• _Exercise aim_: In the data below, find every line that has the string "host", and copy it.

--- Data for review ---

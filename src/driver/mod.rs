//! Driver abstraction layer.
//!
//! The resource layer never talks to a graphics API directly; it issues calls
//! through the [`Driver`] trait, a thin mirror of a stateless, handle-based
//! immediate-mode driver. Handles are opaque [`RawHandle`] values owned by
//! the resource wrappers; the driver holds no object state beyond what the
//! API itself records.
//!
//! # Available drivers
//!
//! - [`NullDriver`] (feature `null-driver`, default): software driver with
//!   byte-accurate buffer and texture storage, used by the test suite and as
//!   a reference for driver semantics.
//!
//! # Threading contract
//!
//! Every method assumes it runs on the one thread that owns the active
//! driver context. There is no internal locking, and all calls are
//! synchronous round-trips; the driver may queue device work asynchronously
//! but this layer neither exposes nor awaits it.

#[cfg(feature = "null-driver")]
mod null;

#[cfg(feature = "null-driver")]
pub use null::NullDriver;

use crate::error::GraphicsError;
use crate::handle::RawHandle;
use crate::types::{
    AttachmentSlot, BarrierFlags, BlitFilter, BlitMask, CompressedFormat, Extent3d,
    FramebufferStatus, ImageAccess, InternalFormat, MapFlags, Offset3d, PixelFormat, PixelType,
    Region, SamplingParameter, ShaderStage, StorageFlags, TextureTarget, UsageHint,
};

/// Handle-based immediate-mode driver interface.
///
/// Creation calls return fresh non-zero handles; deletion calls on
/// `RawHandle::NONE` or already-deleted handles are silently ignored,
/// matching the underlying API. Storage calls may fail with a
/// driver-reported allocation error; everything else is fire-and-forget.
pub trait Driver {
    /// Driver name for diagnostics.
    fn name(&self) -> &'static str;

    // ------------------------------------------------------------------
    // Buffers
    // ------------------------------------------------------------------

    /// Create a buffer object.
    fn create_buffer(&mut self) -> RawHandle;

    /// Delete a buffer object.
    fn delete_buffer(&mut self, buffer: RawHandle);

    /// Allocate immutable storage. The backing size is fixed for the
    /// handle's lifetime; a second call on the same handle fails.
    fn buffer_storage(
        &mut self,
        buffer: RawHandle,
        size: usize,
        data: Option<&[u8]>,
        flags: StorageFlags,
    ) -> Result<(), GraphicsError>;

    /// Allocate (or re-allocate, discarding contents) mutable storage.
    fn buffer_data(
        &mut self,
        buffer: RawHandle,
        size: usize,
        data: Option<&[u8]>,
        usage: UsageHint,
    ) -> Result<(), GraphicsError>;

    /// Replace a byte range of a buffer.
    fn buffer_sub_data(&mut self, buffer: RawHandle, offset: usize, data: &[u8]);

    /// Read a byte range of a buffer back to the host.
    fn read_buffer_sub_data(&mut self, buffer: RawHandle, offset: usize, size: usize) -> Vec<u8>;

    /// Zero-fill a byte range of a buffer device-side.
    fn clear_buffer_sub_data(&mut self, buffer: RawHandle, offset: usize, size: usize);

    /// Device-side copy between two buffers.
    fn copy_buffer_sub_data(
        &mut self,
        src: RawHandle,
        dst: RawHandle,
        src_offset: usize,
        dst_offset: usize,
        size: usize,
    );

    /// Map a byte range into host-visible memory. With
    /// [`MapFlags::PERSISTENT`] the pointer stays valid until
    /// [`Driver::unmap_buffer`].
    fn map_buffer_range(
        &mut self,
        buffer: RawHandle,
        offset: usize,
        size: usize,
        flags: MapFlags,
    ) -> Result<*mut u8, GraphicsError>;

    /// Release a mapping established by [`Driver::map_buffer_range`].
    fn unmap_buffer(&mut self, buffer: RawHandle);

    /// Make host writes through a mapped range visible to the device.
    /// Offsets are relative to the start of the mapping.
    fn flush_mapped_range(&mut self, buffer: RawHandle, offset: usize, size: usize);

    /// Discard device-side contents without a transfer.
    fn invalidate_buffer_data(&mut self, buffer: RawHandle);

    // ------------------------------------------------------------------
    // Textures
    // ------------------------------------------------------------------

    /// Create a texture object of the given target.
    fn create_texture(&mut self, target: TextureTarget) -> RawHandle;

    /// Delete a texture object.
    fn delete_texture(&mut self, texture: RawHandle);

    /// Allocate immutable 1D storage.
    fn texture_storage_1d(
        &mut self,
        texture: RawHandle,
        levels: u32,
        format: InternalFormat,
        width: u32,
    ) -> Result<(), GraphicsError>;

    /// Allocate immutable 2D storage.
    fn texture_storage_2d(
        &mut self,
        texture: RawHandle,
        levels: u32,
        format: InternalFormat,
        width: u32,
        height: u32,
    ) -> Result<(), GraphicsError>;

    /// Allocate immutable 3D storage.
    fn texture_storage_3d(
        &mut self,
        texture: RawHandle,
        levels: u32,
        format: InternalFormat,
        width: u32,
        height: u32,
        depth: u32,
    ) -> Result<(), GraphicsError>;

    /// Allocate immutable 2D multisample storage.
    fn texture_storage_2d_multisample(
        &mut self,
        texture: RawHandle,
        samples: u32,
        format: InternalFormat,
        width: u32,
        height: u32,
        fixed_sample_locations: bool,
    ) -> Result<(), GraphicsError>;

    /// Upload a 1D sub-region.
    fn texture_sub_image_1d(
        &mut self,
        texture: RawHandle,
        level: u32,
        x: u32,
        width: u32,
        format: PixelFormat,
        pixel_type: PixelType,
        data: &[u8],
    );

    /// Upload a 2D sub-region.
    #[allow(clippy::too_many_arguments)]
    fn texture_sub_image_2d(
        &mut self,
        texture: RawHandle,
        level: u32,
        x: u32,
        y: u32,
        width: u32,
        height: u32,
        format: PixelFormat,
        pixel_type: PixelType,
        data: &[u8],
    );

    /// Upload a 3D sub-region.
    #[allow(clippy::too_many_arguments)]
    fn texture_sub_image_3d(
        &mut self,
        texture: RawHandle,
        level: u32,
        offset: Offset3d,
        extent: Extent3d,
        format: PixelFormat,
        pixel_type: PixelType,
        data: &[u8],
    );

    /// Upload a pre-compressed 2D sub-region. `data` carries an explicit
    /// byte size; the driver does not derive it from the dimensions.
    #[allow(clippy::too_many_arguments)]
    fn compressed_texture_sub_image_2d(
        &mut self,
        texture: RawHandle,
        level: u32,
        x: u32,
        y: u32,
        width: u32,
        height: u32,
        format: CompressedFormat,
        data: &[u8],
    );

    /// Read a full mip level back to the host. `size` is the expected byte
    /// length, computed host-side from the format tables.
    fn read_texture_image(
        &mut self,
        texture: RawHandle,
        level: u32,
        format: PixelFormat,
        pixel_type: PixelType,
        size: usize,
    ) -> Vec<u8>;

    /// Device-side copy of a (possibly volumetric) region between two
    /// allocated textures.
    #[allow(clippy::too_many_arguments)]
    fn copy_image_sub_data(
        &mut self,
        src: RawHandle,
        src_level: u32,
        src_offset: Offset3d,
        dst: RawHandle,
        dst_level: u32,
        dst_offset: Offset3d,
        extent: Extent3d,
    );

    /// Populate levels `1..levels` from level 0.
    fn generate_mipmaps(&mut self, texture: RawHandle);

    /// Write one texture-level sampling parameter.
    fn set_texture_parameter(&mut self, texture: RawHandle, parameter: SamplingParameter);

    /// Bind a texture level for incoherent image load/store access.
    fn bind_image_texture(
        &mut self,
        unit: u32,
        texture: RawHandle,
        level: u32,
        access: ImageAccess,
        format: InternalFormat,
    );

    /// Issue a memory barrier for the given access classes.
    fn memory_barrier(&mut self, barriers: BarrierFlags);

    /// Driver-reported maximum color sample count.
    fn max_samples(&self) -> u32;

    // ------------------------------------------------------------------
    // Samplers
    // ------------------------------------------------------------------

    /// Create a sampler object.
    fn create_sampler(&mut self) -> RawHandle;

    /// Delete a sampler object.
    fn delete_sampler(&mut self, sampler: RawHandle);

    /// Write one sampler parameter.
    fn set_sampler_parameter(&mut self, sampler: RawHandle, parameter: SamplingParameter);

    // ------------------------------------------------------------------
    // Bindless residency
    // ------------------------------------------------------------------

    /// Derive the 64-bit bindless handle of a texture. Repeated calls return
    /// the same value for the same texture.
    fn texture_handle(&mut self, texture: RawHandle) -> u64;

    /// Derive the combined bindless handle of a texture/sampler pair.
    fn texture_sampler_handle(&mut self, texture: RawHandle, sampler: RawHandle) -> u64;

    /// Mark a bindless handle resident. Must not already be resident.
    fn make_handle_resident(&mut self, handle: u64);

    /// Mark a bindless handle non-resident. Must currently be resident.
    fn make_handle_non_resident(&mut self, handle: u64);

    // ------------------------------------------------------------------
    // Renderbuffers
    // ------------------------------------------------------------------

    /// Create a renderbuffer object.
    fn create_renderbuffer(&mut self) -> RawHandle;

    /// Delete a renderbuffer object.
    fn delete_renderbuffer(&mut self, renderbuffer: RawHandle);

    /// Allocate renderbuffer storage. `samples == 1` selects single-sample
    /// storage.
    fn renderbuffer_storage(
        &mut self,
        renderbuffer: RawHandle,
        samples: u32,
        format: InternalFormat,
        width: u32,
        height: u32,
    ) -> Result<(), GraphicsError>;

    // ------------------------------------------------------------------
    // Framebuffers
    // ------------------------------------------------------------------

    /// Create a framebuffer object.
    fn create_framebuffer(&mut self) -> RawHandle;

    /// Delete a framebuffer object.
    fn delete_framebuffer(&mut self, framebuffer: RawHandle);

    /// Attach a texture mip level to an attachment slot.
    fn framebuffer_texture(
        &mut self,
        framebuffer: RawHandle,
        slot: AttachmentSlot,
        texture: RawHandle,
        level: u32,
    );

    /// Attach one layer of a layered texture to an attachment slot.
    fn framebuffer_texture_layer(
        &mut self,
        framebuffer: RawHandle,
        slot: AttachmentSlot,
        texture: RawHandle,
        level: u32,
        layer: u32,
    );

    /// Attach a renderbuffer to an attachment slot.
    fn framebuffer_renderbuffer(
        &mut self,
        framebuffer: RawHandle,
        slot: AttachmentSlot,
        renderbuffer: RawHandle,
    );

    /// Query the completeness verdict.
    fn framebuffer_status(&mut self, framebuffer: RawHandle) -> FramebufferStatus;

    /// Copy a rectangular region between two framebuffers.
    #[allow(clippy::too_many_arguments)]
    fn blit_framebuffer(
        &mut self,
        src: RawHandle,
        dst: RawHandle,
        src_region: Region,
        dst_region: Region,
        mask: BlitMask,
        filter: BlitFilter,
    );

    /// Set the clear color applied by subsequent clears.
    fn set_clear_color(&mut self, color: [f32; 4]);

    /// Set the clear depth applied by subsequent clears.
    fn set_clear_depth(&mut self, depth: f32);

    /// Set the clear stencil applied by subsequent clears.
    fn set_clear_stencil(&mut self, stencil: i32);

    /// Clear the selected aspects of a framebuffer with the current clear
    /// values. `RawHandle::NONE` selects the default framebuffer.
    fn clear(&mut self, framebuffer: RawHandle, mask: BlitMask);

    // ------------------------------------------------------------------
    // Shaders
    // ------------------------------------------------------------------

    /// Create a shader object for the given stage.
    fn create_shader(&mut self, stage: ShaderStage) -> RawHandle;

    /// Delete a shader object.
    fn delete_shader(&mut self, shader: RawHandle);

    /// Compile a shader from source. On failure, returns the driver's
    /// diagnostic log.
    fn compile_shader(&mut self, shader: RawHandle, source: &str) -> Result<(), String>;

    /// Create a program object.
    fn create_program(&mut self) -> RawHandle;

    /// Delete a program object.
    fn delete_program(&mut self, program: RawHandle);

    /// Attach a compiled shader to a program.
    fn attach_shader(&mut self, program: RawHandle, shader: RawHandle);

    /// Link a program. On failure, returns the driver's diagnostic log.
    fn link_program(&mut self, program: RawHandle) -> Result<(), String>;
}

---

• _Response box_:
    /// Read a byte range of a buffer back to the host.
    /// Map a byte range into host-visible memory. With
    /// Make host writes through a mapped range visible to the device.
    /// Read a full mip level back to the host. `size` is the expected byte
    /// length, computed host-side from the format tables.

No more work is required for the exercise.